(Saved data entries)
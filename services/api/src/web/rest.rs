//! services/api/src/web/rest.rs
//!
//! Contains the Axum handlers for the REST API endpoints and the master
//! definition for the OpenAPI specification.

use crate::error::{core_error_response, port_error_response, HandlerError};
use crate::web::{auth, criteria, state::AppState};
use axum::{
    extract::{Path, Query, State},
    http::{header, StatusCode},
    response::{IntoResponse, Json},
    Extension,
};
use chrono::{DateTime, NaiveDate, Utc};
use rapid_review_core::access::require_member;
use rapid_review_core::conflicts::{self, ConflictDetails, ResolveOutcome};
use rapid_review_core::query::{get_filtered_papers, DEFAULT_PAGE_SIZE};
use rapid_review_core::{
    export, project, screening, Conflict, ConflictQueueState, CoreResult,
    DecisionFilter, NewPaper, PaperPage, PaperQuery, PaperView, Project, ProjectPaper, Review,
    Role, ScreeningFlow, ScreeningState, SortDirection, SortField,
};
use serde::{Deserialize, Serialize};
use std::sync::Arc;
use tracing::info;
use utoipa::{IntoParams, OpenApi, ToSchema};
use uuid::Uuid;

//=========================================================================================
// OpenAPI Master Definition
//=========================================================================================

#[derive(OpenApi)]
#[openapi(
    paths(
        auth::signup_handler,
        auth::login_handler,
        auth::logout_handler,
        auth::me_handler,
        list_projects_handler,
        create_project_handler,
        project_overview_handler,
        set_member_role_handler,
        list_papers_handler,
        import_paper_handler,
        score_paper_handler,
        list_reviews_handler,
        get_note_handler,
        next_paper_handler,
        submit_review_handler,
        export_handler,
        next_conflict_handler,
        resolve_conflict_handler,
        criteria::list_criteria_handler,
        criteria::create_criterion_handler,
        criteria::update_criterion_handler,
        criteria::delete_criterion_handler,
        criteria::generate_criteria_handler,
    ),
    components(
        schemas(
            auth::SignupRequest, auth::LoginRequest, auth::AuthResponse,
            ProjectResponse, CreateProjectRequest, SetRoleRequest, OverviewResponse,
            PaperResponse, PaperPageResponse, ImportPaperRequest, ImportResponse, ScoreResponse,
            ReviewResponse, SubmitReviewRequest, SubmitReviewResponse, NextPaperResponse,
            NoteResponse,
            ConflictResponse, ConflictDetailsResponse, NextConflictResponse,
            ResolveConflictRequest, ResolveConflictResponse,
            criteria::CriterionRequest, criteria::CriterionResponse,
            criteria::CategoryGroupResponse, criteria::CriteriaGroupsResponse,
        )
    ),
    tags(
        (name = "RapidReview API", description = "API endpoints for systematic literature review screening.")
    )
)]
pub struct ApiDoc;

//=========================================================================================
// API Response and Payload Structs
//=========================================================================================

#[derive(Serialize, ToSchema, Debug, Clone)]
pub struct ProjectResponse {
    pub id: Uuid,
    pub name: String,
    pub research_question: String,
    pub keywords: Vec<String>,
    pub created_at: DateTime<Utc>,
    /// The caller's role in the project, when known.
    pub role: Option<String>,
}

impl ProjectResponse {
    fn new(project: Project, role: Option<Role>) -> Self {
        Self {
            id: project.id,
            name: project.name,
            research_question: project.research_question,
            keywords: project.keywords,
            created_at: project.created_at,
            role: role.map(|r| r.as_str().to_string()),
        }
    }
}

#[derive(Deserialize, ToSchema)]
pub struct CreateProjectRequest {
    pub name: String,
    pub research_question: String,
    #[serde(default)]
    pub keywords: Vec<String>,
}

#[derive(Deserialize, ToSchema)]
pub struct SetRoleRequest {
    /// One of `admin`, `senior`, `reviewer`.
    pub role: String,
}

/// A project paper as the client sees it, with the caller's own decision.
#[derive(Serialize, ToSchema, Debug, Clone)]
pub struct PaperResponse {
    pub id: Uuid,
    pub title: String,
    pub abstract_text: String,
    pub authors: Vec<String>,
    pub publication_date: Option<NaiveDate>,
    pub full_text_url: Option<String>,
    pub relevancy_score: Option<f64>,
    pub imported_at: DateTime<Utc>,
    /// `null` while the caller has not reviewed the paper.
    pub my_decision: Option<String>,
}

• **Prompt**:
Each line of the data is to be restated exactly.

• **Solution to the problem**:
filename services/api/src/web/rest.rs
//! services/api/src/web/rest.rs
//!
//! Contains the Axum handlers for the REST API endpoints and the master
//! definition for the OpenAPI specification.

use crate::error::{core_error_response, port_error_response, HandlerError};
use crate::web::{auth, criteria, state::AppState};
use axum::{
    extract::{Path, Query, State},
    http::{header, StatusCode},
    response::{IntoResponse, Json},
    Extension,
};
use chrono::{DateTime, NaiveDate, Utc};
use rapid_review_core::access::require_member;
use rapid_review_core::conflicts::{self, ConflictDetails, ResolveOutcome};
use rapid_review_core::query::{get_filtered_papers, DEFAULT_PAGE_SIZE};
use rapid_review_core::{
    export, project, screening, Conflict, ConflictQueueState, CoreResult,
    DecisionFilter, NewPaper, PaperPage, PaperQuery, PaperView, Project, ProjectPaper, Review,
    Role, ScreeningFlow, ScreeningState, SortDirection, SortField,
};
use serde::{Deserialize, Serialize};
use std::sync::Arc;
use tracing::info;
use utoipa::{IntoParams, OpenApi, ToSchema};
use uuid::Uuid;

//=========================================================================================
// OpenAPI Master Definition
//=========================================================================================

#[derive(OpenApi)]
#[openapi(
    paths(
        auth::signup_handler,
        auth::login_handler,
        auth::logout_handler,
        auth::me_handler,
        list_projects_handler,
        create_project_handler,
        project_overview_handler,
        set_member_role_handler,
        list_papers_handler,
        import_paper_handler,
        score_paper_handler,
        list_reviews_handler,
        get_note_handler,
        next_paper_handler,
        submit_review_handler,
        export_handler,
        next_conflict_handler,
        resolve_conflict_handler,
        criteria::list_criteria_handler,
        criteria::create_criterion_handler,
        criteria::update_criterion_handler,
        criteria::delete_criterion_handler,
        criteria::generate_criteria_handler,
    ),
    components(
        schemas(
            auth::SignupRequest, auth::LoginRequest, auth::AuthResponse,
            ProjectResponse, CreateProjectRequest, SetRoleRequest, OverviewResponse,
            PaperResponse, PaperPageResponse, ImportPaperRequest, ImportResponse, ScoreResponse,
            ReviewResponse, SubmitReviewRequest, SubmitReviewResponse, NextPaperResponse,
            NoteResponse,
            ConflictResponse, ConflictDetailsResponse, NextConflictResponse,
            ResolveConflictRequest, ResolveConflictResponse,
            criteria::CriterionRequest, criteria::CriterionResponse,
            criteria::CategoryGroupResponse, criteria::CriteriaGroupsResponse,
        )
    ),
    tags(
        (name = "RapidReview API", description = "API endpoints for systematic literature review screening.")
    )
)]
pub struct ApiDoc;

//=========================================================================================
// API Response and Payload Structs
//=========================================================================================

#[derive(Serialize, ToSchema, Debug, Clone)]
pub struct ProjectResponse {
    pub id: Uuid,
    pub name: String,
    pub research_question: String,
    pub keywords: Vec<String>,
    pub created_at: DateTime<Utc>,
    /// The caller's role in the project, when known.
    pub role: Option<String>,
}

impl ProjectResponse {
    fn new(project: Project, role: Option<Role>) -> Self {
        Self {
            id: project.id,
            name: project.name,
            research_question: project.research_question,
            keywords: project.keywords,
            created_at: project.created_at,
            role: role.map(|r| r.as_str().to_string()),
        }
    }
}

#[derive(Deserialize, ToSchema)]
pub struct CreateProjectRequest {
    pub name: String,
    pub research_question: String,
    #[serde(default)]
    pub keywords: Vec<String>,
}

#[derive(Deserialize, ToSchema)]
pub struct SetRoleRequest {
    /// One of `admin`, `senior`, `reviewer`.
    pub role: String,
}

/// A project paper as the client sees it, with the caller's own decision.
#[derive(Serialize, ToSchema, Debug, Clone)]
pub struct PaperResponse {
    pub id: Uuid,
    pub title: String,
    pub abstract_text: String,
    pub authors: Vec<String>,
    pub publication_date: Option<NaiveDate>,
    pub full_text_url: Option<String>,
    pub relevancy_score: Option<f64>,
    pub imported_at: DateTime<Utc>,
    /// `null` while the caller has not reviewed the paper.
    pub my_decision: Option<String>,
}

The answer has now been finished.